Description
This savory Pumpkin Shakshuka recipe combines the warmth of autumn with savory recipes with pumpkin puree, offering a comforting dish for cozy dinners with pumpkin puree.
Ingredients
Scale
- 1 Tablespoon olive oil
- 1 small yellow onion, diced small
- 4 garlic cloves, minced
- 1 red bell pepper, chopped small
- 1 cup pumpkin puree
- 28 ounces fire roasted tomatoes
- ½ teaspoon crushed red pepper flakes (optional)
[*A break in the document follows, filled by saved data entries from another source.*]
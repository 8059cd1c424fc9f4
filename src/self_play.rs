//! Matches between two computer players, for comparing search depths

use indicatif::*;
use log::info;
use rand::{rngs::StdRng, seq::SliceRandom, SeedableRng};
use rayon::prelude::*;

use std::time::Instant;

use crate::board::{Board, Piece};
use crate::rules::is_winning_move;
use crate::search::minimax;

/// Settings for a series of AI-vs-AI games
#[derive(Copy, Clone, Debug)]
pub struct MatchConfig {
    pub games: usize,
    /// Search depth for the side playing the AI's pieces
    pub ai_depth: u32,
    /// Search depth for the side playing the Player's pieces
    pub player_depth: u32,
    /// Number of uniformly random moves played before either side searches
    pub random_openings: usize,
    pub seed: u64,
}

/// How a single game ended
#[derive(Copy, Clone, Eq, PartialEq, Debug)]
pub struct GameOutcome {
    pub winner: Option<Piece>,
    pub plies: usize,
}

#[derive(Copy, Clone, Eq, PartialEq, Debug, Default)]
pub struct MatchSummary {
    pub ai_wins: usize,
    pub player_wins: usize,
    pub draws: usize,
    pub total_plies: usize,
}

impl MatchSummary {
    pub fn games(&self) -> usize {
        self.ai_wins + self.player_wins + self.draws
    }

    pub fn mean_plies(&self) -> f64 {
        match self.games() {
            0 => 0.0,
            games => self.total_plies as f64 / games as f64,
        }
    }

    fn record(mut self, outcome: GameOutcome) -> Self {
        match outcome.winner {
            Some(Piece::Ai) => self.ai_wins += 1,
            Some(Piece::Player) => self.player_wins += 1,
            None => self.draws += 1,
        }
        self.total_plies += outcome.plies;
        self
    }

    fn merge(self, other: Self) -> Self {
        Self {
            ai_wins: self.ai_wins + other.ai_wins,
            player_wins: self.player_wins + other.player_wins,
            draws: self.draws + other.draws,
            total_plies: self.total_plies + other.total_plies,
        }
    }
}

/// Chooses a column for `piece` by searching `depth` plies
///
/// The evaluator only scores positions for the AI, so the Player's pieces
/// search on a board with the two sides exchanged. A depth of 0 is
/// treated as 1, since a search that never moves returns no column.
pub fn choose_column(board: &Board, piece: Piece, depth: u32) -> Option<usize> {
    let board = match piece {
        Piece::Ai => *board,
        Piece::Player => board.swapped(),
    };
    minimax(&board, depth.max(1), i64::MIN, i64::MAX, true).column
}

/// Plays one game to completion with `first` to move
pub fn play_game(config: &MatchConfig, first: Piece, rng: &mut StdRng) -> GameOutcome {
    let mut board = Board::new();
    let mut piece = first;
    let mut plies = 0;

    loop {
        let column = if plies < config.random_openings {
            board.valid_columns().choose(rng).copied()
        } else {
            let depth = match piece {
                Piece::Ai => config.ai_depth,
                Piece::Player => config.player_depth,
            };
            choose_column(&board, piece, depth)
        };

        let (column, row) = match column.and_then(|c| board.next_open_row(c).map(|r| (c, r))) {
            Some(found) => found,
            // no legal moves left
            None => return GameOutcome { winner: None, plies },
        };
        board.drop_piece(row, column, piece);
        plies += 1;

        if is_winning_move(&board, piece) {
            return GameOutcome {
                winner: Some(piece),
                plies,
            };
        }
        if board.is_full() {
            return GameOutcome { winner: None, plies };
        }
        piece = piece.opponent();
    }
}

/// Plays `config.games` games in parallel, alternating which side opens
pub fn run_match(config: &MatchConfig) -> MatchSummary {
    let start = Instant::now();

    let progress = ProgressBar::new(config.games as u64);
    progress.set_style(
        ProgressStyle::default_bar()
            .template("Playing games: {bar:40.cyan/blue} {pos}/{len} ~{eta} remaining")
            .progress_chars("█▓▒░  "),
    );

    let summary = (0..config.games)
        .into_par_iter()
        .map(|game| {
            let first = if game % 2 == 0 { Piece::Ai } else { Piece::Player };
            let mut rng = StdRng::seed_from_u64(config.seed.wrapping_add(game as u64));
            let outcome = play_game(config, first, &mut rng);
            progress.inc(1);
            outcome
        })
        .fold(MatchSummary::default, MatchSummary::record)
        .reduce(MatchSummary::default, MatchSummary::merge);

    progress.finish();
    info!(
        "match of {} games (AI depth {}, Player depth {}) finished in {}: {:?}",
        summary.games(),
        config.ai_depth,
        config.player_depth,
        HumanDuration(start.elapsed()),
        summary
    );
    summary
}
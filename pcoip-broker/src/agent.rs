//! Outbound HTTPS client for workstation agents.
//!
//! Each broker session ends in a call to the agent that owns the chosen
//! resource: `POST https://{hostname}:60443/pcoip-agent/xml`. Agents present
//! self-signed, per-host certificates, so verification is a configurable
//! knob defaulting to disabled (see spec around "Disabled TLS verification
//! to agents").
use std::time::Duration;

use pcoip_proto::{codec, AgentSession, Credentials};
use thiserror::Error;

const AGENT_PORT: u16 = 60443;
const AGENT_TIMEOUT: Duration = Duration::from_secs(10);

#[derive(Debug, Error)]
pub enum AgentError {
    #[error("connecting to agent: {0}")]
    Connection(#[from] reqwest::Error),

    #[error("agent responded with HTTP {0}")]
    Endpoint(reqwest::StatusCode),

    #[error("could not parse agent response")]
    Xml,
}

/// Outcome of a `launch-session` call, before it is mapped onto the wire
/// `result_id` the client sees.
#[derive(Debug, Clone, PartialEq, Eq)]
pub enum AgentOutcome {
    Successful(AgentSession),
    FailedUserAuth,
    FailedAnotherSessionStarted,
}

pub struct AgentClient {
    http: reqwest::Client,
}

impl AgentClient {
    pub fn new(verify_tls: bool) -> Result<Self, AgentError> {
        let http = reqwest::Client::builder()
            .danger_accept_invalid_certs(!verify_tls)
            .timeout(AGENT_TIMEOUT)
            .build()?;
        Ok(Self { http })
    }

    pub async fn allocate(
        &self,
        agent_hostname: &str,
        resource_id: &str,
        credentials: &Credentials,
        client_name: &str,
    ) -> Result<AgentOutcome, AgentError> {
        let body = codec::serialize_launch_session(
            agent_hostname,
            &credentials.username,
            &credentials.password,
            &credentials.domain,
            client_name,
        )
        .map_err(|_| AgentError::Xml)?;

        let url = agent_url(agent_hostname);
        let response = self
            .http
            .post(url)
            .header("Content-Type", "application/xml")
            .body(body)
            .send()
            .await?;

        if !response.status().is_success() {
            return Err(AgentError::Endpoint(response.status()));
        }

        let bytes = response.bytes().await?;
        match codec::deserialize_launch_session_response(&bytes, resource_id) {
            Some(codec::LaunchSessionResult::Successful(session)) => {
                Ok(AgentOutcome::Successful(session))
            }
            Some(codec::LaunchSessionResult::FailedUserAuth) => Ok(AgentOutcome::FailedUserAuth),
            Some(codec::LaunchSessionResult::FailedAnotherSessionStarted) => {
                Ok(AgentOutcome::FailedAnotherSessionStarted)
            }
            Some(codec::LaunchSessionResult::Unrecognized) | None => Err(AgentError::Xml),
        }
    }
}

fn agent_url(agent_hostname: &str) -> String {
    format!("https://{agent_hostname}:{AGENT_PORT}/pcoip-agent/xml")
}
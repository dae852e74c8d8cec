use thiserror::Error;

/// Failures raised while turning XML bytes into a `Response` or writing one
/// back out. Deserialization failures at the *message* level (missing
/// fields, unknown tags) are not represented here — those become
/// `Request::BadMessage` per spec, not an `Err`. This type covers failures
/// too low-level to recover from: XML that doesn't parse at all, or an
/// internal bug trying to serialize a response variant that has no wire
/// form.
#[derive(Debug, Error)]
pub enum CodecError {
    #[error("malformed XML: {0}")]
    MalformedXml(#[from] quick_xml::Error),

    #[error("malformed XML: {0}")]
    Utf8(#[from] std::str::Utf8Error),
}
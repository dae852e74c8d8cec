//! Password hashing for the simple mapper.
//!
//! PBKDF2-HMAC-SHA256, 100,000 iterations, fixed salt `"IGNORED"`, hex
//! output — deliberately weak salt-wise, kept for compatibility with
//! existing configs (see design notes on password hashing).
use pbkdf2::pbkdf2_hmac;
use sha2::Sha256;

const ITERATIONS: u32 = 100_000;
const SALT: &[u8] = b"IGNORED";
const OUTPUT_LEN: usize = 32;

pub fn hash_password(password: &str) -> String {
    let mut output = [0u8; OUTPUT_LEN];
    pbkdf2_hmac::<Sha256>(password.as_bytes(), SALT, ITERATIONS, &mut output);
    hex::encode(output)
}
- 1 teaspoon smoked paprika
- 1 teaspoon ground cumin
- Salt and pepper, to taste
- 6 large eggs
- Fresh parsley, for garnish
Instructions
- Heat olive oil in a large skillet over medium heat.
- Add diced onion and sauté until translucent, about 5 minutes.
- Stir in minced garlic and chopped bell pepper, cook for another 2–3 minutes.
- Add pumpkin puree and fire-roasted tomatoes, stirring to combine.
- Sprinkle with crushed red pepper flakes, smoked paprika, and ground cumin.
- Season with salt and pepper to taste.
- Simmer the mixture for 8–10 minutes.
- Create wells in the sauce and crack eggs into each well.
- Cover the skillet and reduce heat to low, cooking until desired egg firmness.
- Garnish with fresh parsley and serve warm.
Notes
- Use fresh spices for optimal flavor.
- Adjust red pepper flakes for heat preference.
- Experiment with vegetables like zucchini or spinach.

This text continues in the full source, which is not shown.